*Records for processing:*
↓↓↓
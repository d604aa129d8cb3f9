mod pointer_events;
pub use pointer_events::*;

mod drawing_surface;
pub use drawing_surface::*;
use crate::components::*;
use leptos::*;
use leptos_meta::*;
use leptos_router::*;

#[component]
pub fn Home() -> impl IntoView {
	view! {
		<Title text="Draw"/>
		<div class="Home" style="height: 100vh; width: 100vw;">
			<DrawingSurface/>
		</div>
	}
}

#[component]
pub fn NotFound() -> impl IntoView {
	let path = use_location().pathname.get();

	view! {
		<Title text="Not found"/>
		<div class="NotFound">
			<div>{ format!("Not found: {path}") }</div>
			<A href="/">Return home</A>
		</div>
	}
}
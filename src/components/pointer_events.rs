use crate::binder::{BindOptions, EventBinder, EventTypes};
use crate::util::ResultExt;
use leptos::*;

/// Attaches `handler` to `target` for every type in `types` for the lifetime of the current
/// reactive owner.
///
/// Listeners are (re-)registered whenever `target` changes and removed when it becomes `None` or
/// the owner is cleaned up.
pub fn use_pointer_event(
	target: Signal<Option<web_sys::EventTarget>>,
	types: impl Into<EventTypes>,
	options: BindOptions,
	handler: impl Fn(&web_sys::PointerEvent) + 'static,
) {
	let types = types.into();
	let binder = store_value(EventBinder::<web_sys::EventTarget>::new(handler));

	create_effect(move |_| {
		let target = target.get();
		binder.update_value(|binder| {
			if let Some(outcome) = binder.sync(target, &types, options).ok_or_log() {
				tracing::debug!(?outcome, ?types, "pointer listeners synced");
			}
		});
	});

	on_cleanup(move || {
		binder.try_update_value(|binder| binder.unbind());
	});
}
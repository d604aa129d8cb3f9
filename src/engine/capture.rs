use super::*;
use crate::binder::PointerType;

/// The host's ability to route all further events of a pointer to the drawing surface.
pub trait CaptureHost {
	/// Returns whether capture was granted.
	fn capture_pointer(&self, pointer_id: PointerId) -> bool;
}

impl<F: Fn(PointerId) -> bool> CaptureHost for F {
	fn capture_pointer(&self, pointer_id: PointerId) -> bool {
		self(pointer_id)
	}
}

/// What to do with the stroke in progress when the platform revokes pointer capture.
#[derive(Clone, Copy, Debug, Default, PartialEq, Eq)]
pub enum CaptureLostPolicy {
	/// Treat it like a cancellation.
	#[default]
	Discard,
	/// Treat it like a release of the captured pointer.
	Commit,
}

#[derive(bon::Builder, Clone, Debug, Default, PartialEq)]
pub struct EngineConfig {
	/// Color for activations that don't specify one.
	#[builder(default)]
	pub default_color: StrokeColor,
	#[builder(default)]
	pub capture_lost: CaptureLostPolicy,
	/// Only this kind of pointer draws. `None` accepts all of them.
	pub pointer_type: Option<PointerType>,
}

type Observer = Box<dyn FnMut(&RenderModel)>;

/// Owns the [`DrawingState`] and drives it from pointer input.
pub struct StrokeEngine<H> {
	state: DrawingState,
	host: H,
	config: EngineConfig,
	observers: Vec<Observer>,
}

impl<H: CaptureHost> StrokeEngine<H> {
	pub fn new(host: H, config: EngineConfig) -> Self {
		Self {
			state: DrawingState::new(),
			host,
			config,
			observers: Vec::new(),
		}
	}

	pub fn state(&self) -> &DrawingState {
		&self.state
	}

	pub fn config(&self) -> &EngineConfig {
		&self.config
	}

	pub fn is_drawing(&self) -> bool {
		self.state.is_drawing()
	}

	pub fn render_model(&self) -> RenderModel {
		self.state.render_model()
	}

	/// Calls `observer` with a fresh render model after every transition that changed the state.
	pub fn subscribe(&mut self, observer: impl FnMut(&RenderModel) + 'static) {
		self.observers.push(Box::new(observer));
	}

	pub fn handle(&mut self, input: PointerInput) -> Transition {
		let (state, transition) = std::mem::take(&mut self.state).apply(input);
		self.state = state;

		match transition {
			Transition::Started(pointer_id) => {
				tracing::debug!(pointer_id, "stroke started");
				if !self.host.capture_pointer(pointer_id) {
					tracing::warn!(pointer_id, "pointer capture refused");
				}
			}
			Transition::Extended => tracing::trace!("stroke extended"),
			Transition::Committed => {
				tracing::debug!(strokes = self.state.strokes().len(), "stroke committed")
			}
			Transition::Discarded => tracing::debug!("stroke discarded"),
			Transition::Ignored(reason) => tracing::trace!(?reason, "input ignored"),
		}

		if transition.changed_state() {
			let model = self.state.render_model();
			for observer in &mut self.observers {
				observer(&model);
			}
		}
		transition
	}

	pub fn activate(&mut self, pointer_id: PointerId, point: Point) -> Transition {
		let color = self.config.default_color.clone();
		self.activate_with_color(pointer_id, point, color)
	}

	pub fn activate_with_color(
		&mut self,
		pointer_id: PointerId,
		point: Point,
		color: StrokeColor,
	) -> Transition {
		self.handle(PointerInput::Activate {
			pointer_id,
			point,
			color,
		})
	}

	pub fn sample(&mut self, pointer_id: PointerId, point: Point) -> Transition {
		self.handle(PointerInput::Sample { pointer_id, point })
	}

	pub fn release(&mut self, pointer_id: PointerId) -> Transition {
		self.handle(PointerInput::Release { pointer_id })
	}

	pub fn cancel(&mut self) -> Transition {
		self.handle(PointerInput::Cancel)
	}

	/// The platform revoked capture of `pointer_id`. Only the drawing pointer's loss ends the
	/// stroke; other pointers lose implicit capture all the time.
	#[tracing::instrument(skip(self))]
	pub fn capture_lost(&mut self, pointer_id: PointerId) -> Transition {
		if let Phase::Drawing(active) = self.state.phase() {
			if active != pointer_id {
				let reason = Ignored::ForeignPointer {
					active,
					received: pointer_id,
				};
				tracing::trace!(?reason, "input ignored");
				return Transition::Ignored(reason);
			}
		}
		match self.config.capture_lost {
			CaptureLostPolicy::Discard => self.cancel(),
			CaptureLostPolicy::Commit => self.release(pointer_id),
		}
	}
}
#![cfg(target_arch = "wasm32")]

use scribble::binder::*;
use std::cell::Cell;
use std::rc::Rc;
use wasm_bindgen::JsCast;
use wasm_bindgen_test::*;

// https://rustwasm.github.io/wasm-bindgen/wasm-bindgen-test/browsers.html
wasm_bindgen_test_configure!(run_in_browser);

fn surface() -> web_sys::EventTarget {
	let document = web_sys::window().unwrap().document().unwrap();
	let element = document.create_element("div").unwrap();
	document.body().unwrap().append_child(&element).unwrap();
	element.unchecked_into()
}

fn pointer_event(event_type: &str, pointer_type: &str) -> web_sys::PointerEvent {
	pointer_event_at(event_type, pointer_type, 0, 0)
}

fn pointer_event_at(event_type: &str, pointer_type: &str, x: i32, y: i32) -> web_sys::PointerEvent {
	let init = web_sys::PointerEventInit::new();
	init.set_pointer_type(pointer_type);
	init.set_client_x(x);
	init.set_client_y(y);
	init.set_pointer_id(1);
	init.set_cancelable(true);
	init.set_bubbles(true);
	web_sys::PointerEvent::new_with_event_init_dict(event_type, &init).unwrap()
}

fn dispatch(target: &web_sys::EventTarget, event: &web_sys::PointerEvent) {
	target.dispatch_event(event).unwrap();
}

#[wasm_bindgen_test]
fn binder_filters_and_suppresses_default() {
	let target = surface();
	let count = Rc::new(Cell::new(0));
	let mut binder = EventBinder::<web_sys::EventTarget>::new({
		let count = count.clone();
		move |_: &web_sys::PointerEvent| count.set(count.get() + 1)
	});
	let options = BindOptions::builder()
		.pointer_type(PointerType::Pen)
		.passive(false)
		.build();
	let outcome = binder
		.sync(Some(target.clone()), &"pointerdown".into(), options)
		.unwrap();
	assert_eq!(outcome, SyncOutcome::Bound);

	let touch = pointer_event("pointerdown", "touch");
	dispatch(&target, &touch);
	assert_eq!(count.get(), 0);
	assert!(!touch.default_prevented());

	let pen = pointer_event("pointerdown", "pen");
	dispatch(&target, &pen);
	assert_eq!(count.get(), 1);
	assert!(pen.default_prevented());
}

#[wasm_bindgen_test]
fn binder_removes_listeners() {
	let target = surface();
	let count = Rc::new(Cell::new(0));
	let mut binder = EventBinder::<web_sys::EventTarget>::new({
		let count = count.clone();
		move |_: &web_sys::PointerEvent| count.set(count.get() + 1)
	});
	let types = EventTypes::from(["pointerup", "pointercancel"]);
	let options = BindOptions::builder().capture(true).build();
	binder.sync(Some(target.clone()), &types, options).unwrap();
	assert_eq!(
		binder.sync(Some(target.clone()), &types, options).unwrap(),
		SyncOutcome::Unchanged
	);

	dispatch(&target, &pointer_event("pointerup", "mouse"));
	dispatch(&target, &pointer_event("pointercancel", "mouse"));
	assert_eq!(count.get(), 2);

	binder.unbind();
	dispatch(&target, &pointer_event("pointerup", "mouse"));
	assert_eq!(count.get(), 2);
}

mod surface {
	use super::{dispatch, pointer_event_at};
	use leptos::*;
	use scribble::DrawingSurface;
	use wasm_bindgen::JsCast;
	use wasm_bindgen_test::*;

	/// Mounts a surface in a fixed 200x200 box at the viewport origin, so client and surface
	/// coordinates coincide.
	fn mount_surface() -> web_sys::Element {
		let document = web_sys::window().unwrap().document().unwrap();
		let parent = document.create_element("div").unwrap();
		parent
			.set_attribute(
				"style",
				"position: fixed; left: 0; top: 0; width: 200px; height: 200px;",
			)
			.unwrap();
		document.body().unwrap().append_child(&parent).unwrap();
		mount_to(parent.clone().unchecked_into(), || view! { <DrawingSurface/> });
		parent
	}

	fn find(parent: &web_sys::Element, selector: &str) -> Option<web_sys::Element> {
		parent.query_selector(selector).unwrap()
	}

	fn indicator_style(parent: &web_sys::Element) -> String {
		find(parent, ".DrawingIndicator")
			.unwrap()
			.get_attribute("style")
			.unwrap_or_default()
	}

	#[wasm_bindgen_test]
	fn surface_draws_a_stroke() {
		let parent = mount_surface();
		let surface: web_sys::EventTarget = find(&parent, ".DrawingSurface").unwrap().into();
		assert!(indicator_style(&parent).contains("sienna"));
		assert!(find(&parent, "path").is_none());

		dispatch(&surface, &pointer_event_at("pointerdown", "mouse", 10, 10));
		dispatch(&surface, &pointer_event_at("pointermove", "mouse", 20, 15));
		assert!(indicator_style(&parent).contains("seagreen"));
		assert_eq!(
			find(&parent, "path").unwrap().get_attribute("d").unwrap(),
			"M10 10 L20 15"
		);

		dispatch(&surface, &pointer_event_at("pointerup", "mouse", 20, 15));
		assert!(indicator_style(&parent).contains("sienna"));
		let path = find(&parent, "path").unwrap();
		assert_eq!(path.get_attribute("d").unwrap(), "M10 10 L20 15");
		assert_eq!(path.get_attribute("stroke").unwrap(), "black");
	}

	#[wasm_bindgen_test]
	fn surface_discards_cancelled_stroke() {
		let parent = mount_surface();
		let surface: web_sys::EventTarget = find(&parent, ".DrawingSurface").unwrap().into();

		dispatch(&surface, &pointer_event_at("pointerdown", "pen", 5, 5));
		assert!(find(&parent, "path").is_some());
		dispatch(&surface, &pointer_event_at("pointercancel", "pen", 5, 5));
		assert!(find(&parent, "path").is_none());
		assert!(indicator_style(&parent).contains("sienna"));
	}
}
↑↑↑
*The task:*
Report the number of lines in the listing above that include the word "find", and nothing else.

*Task response:*
9